— Description of the task —
Give a count of the lines below that have the string "body" in them, with no other words.

— Records shown —
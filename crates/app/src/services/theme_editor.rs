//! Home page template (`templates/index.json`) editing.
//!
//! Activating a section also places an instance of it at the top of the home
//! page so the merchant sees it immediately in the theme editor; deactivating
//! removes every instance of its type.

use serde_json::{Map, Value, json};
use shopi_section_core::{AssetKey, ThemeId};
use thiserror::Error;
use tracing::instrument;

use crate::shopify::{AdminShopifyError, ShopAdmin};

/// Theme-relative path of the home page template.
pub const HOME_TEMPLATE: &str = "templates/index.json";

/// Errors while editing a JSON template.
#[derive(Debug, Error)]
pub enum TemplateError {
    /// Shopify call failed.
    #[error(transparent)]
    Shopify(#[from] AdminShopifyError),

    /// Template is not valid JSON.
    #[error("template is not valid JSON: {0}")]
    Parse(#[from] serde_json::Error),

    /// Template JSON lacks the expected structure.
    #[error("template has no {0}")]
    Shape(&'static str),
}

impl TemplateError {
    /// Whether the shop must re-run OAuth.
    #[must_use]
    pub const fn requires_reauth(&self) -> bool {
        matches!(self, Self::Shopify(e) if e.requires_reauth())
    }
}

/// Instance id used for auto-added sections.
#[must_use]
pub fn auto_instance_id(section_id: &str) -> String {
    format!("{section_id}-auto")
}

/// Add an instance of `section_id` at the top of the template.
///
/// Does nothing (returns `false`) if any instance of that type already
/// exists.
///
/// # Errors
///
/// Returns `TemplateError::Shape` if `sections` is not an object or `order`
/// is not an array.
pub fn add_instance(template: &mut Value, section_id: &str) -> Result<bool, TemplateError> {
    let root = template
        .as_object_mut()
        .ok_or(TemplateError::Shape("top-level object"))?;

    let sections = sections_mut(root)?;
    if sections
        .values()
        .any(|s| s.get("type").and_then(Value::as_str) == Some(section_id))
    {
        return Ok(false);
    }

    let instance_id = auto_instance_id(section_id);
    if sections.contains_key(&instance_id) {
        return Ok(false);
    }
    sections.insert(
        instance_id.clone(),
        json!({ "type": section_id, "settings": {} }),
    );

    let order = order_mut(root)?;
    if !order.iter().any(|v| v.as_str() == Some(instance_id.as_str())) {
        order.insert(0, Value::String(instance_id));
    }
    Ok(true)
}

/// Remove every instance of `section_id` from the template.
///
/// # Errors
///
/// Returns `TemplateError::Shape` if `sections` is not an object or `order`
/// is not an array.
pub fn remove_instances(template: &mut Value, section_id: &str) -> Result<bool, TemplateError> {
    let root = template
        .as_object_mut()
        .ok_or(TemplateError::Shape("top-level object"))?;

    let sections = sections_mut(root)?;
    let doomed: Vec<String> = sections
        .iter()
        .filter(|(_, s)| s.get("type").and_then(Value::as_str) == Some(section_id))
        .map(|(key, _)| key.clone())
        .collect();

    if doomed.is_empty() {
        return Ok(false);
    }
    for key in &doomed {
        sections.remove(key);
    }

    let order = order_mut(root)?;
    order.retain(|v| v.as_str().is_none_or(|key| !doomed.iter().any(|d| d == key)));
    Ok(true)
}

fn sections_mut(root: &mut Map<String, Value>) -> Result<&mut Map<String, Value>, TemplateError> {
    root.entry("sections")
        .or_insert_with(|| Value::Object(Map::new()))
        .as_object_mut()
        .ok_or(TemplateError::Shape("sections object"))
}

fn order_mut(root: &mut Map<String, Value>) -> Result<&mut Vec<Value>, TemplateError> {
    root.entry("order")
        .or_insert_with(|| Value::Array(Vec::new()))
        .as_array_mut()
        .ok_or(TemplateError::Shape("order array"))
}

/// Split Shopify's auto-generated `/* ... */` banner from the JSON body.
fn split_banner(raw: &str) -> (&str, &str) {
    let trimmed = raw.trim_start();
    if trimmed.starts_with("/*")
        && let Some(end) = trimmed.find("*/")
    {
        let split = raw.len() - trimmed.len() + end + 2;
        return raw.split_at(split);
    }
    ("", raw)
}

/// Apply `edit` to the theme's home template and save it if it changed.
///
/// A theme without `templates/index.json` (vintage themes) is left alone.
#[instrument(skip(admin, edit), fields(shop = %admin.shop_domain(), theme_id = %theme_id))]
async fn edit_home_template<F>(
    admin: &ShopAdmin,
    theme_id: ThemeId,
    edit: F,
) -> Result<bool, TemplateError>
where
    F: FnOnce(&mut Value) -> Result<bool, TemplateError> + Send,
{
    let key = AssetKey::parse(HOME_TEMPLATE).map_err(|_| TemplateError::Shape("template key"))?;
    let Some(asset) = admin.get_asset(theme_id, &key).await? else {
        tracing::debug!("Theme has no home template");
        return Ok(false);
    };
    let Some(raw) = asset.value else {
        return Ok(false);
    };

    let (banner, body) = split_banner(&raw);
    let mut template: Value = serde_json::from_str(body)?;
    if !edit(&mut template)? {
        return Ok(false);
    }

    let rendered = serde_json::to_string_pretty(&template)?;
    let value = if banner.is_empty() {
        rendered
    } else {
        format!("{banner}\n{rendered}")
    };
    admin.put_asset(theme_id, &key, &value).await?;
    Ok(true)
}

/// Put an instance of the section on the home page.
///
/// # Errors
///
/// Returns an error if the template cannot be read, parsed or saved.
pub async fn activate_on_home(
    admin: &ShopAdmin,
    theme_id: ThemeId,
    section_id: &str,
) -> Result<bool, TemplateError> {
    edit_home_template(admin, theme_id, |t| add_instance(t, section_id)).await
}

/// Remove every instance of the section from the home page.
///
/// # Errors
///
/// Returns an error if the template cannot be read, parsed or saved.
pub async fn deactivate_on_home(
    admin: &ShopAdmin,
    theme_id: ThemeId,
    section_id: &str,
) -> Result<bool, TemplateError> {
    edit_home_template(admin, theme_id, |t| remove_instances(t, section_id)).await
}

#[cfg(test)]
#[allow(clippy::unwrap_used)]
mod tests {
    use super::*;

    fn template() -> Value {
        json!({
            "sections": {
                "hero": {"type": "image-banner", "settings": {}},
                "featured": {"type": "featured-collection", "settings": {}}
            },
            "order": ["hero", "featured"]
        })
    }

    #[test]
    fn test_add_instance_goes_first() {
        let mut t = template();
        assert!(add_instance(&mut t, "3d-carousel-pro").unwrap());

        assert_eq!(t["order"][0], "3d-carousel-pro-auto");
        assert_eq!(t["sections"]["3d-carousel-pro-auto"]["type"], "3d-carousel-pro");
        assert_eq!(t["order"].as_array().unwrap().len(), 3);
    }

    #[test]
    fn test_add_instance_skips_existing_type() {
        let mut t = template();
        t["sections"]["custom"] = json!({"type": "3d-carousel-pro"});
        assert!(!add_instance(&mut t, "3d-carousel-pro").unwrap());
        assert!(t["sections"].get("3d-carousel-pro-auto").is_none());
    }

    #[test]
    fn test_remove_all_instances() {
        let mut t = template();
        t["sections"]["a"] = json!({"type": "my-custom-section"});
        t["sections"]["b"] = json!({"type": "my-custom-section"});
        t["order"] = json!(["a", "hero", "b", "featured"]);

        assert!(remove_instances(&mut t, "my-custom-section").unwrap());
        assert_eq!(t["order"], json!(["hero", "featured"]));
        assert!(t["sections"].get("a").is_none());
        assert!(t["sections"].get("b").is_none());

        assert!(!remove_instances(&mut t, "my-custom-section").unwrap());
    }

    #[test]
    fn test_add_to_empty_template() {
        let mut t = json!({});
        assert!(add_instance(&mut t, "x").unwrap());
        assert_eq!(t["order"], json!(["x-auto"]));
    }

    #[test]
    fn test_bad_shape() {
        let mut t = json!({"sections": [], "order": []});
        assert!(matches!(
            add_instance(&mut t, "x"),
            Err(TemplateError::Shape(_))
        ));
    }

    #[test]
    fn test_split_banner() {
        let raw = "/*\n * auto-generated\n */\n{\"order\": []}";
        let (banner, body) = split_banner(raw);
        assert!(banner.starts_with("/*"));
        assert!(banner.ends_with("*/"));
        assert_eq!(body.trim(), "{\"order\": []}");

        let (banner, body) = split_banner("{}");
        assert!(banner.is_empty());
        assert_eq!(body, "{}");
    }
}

— Solution to the exercise —
7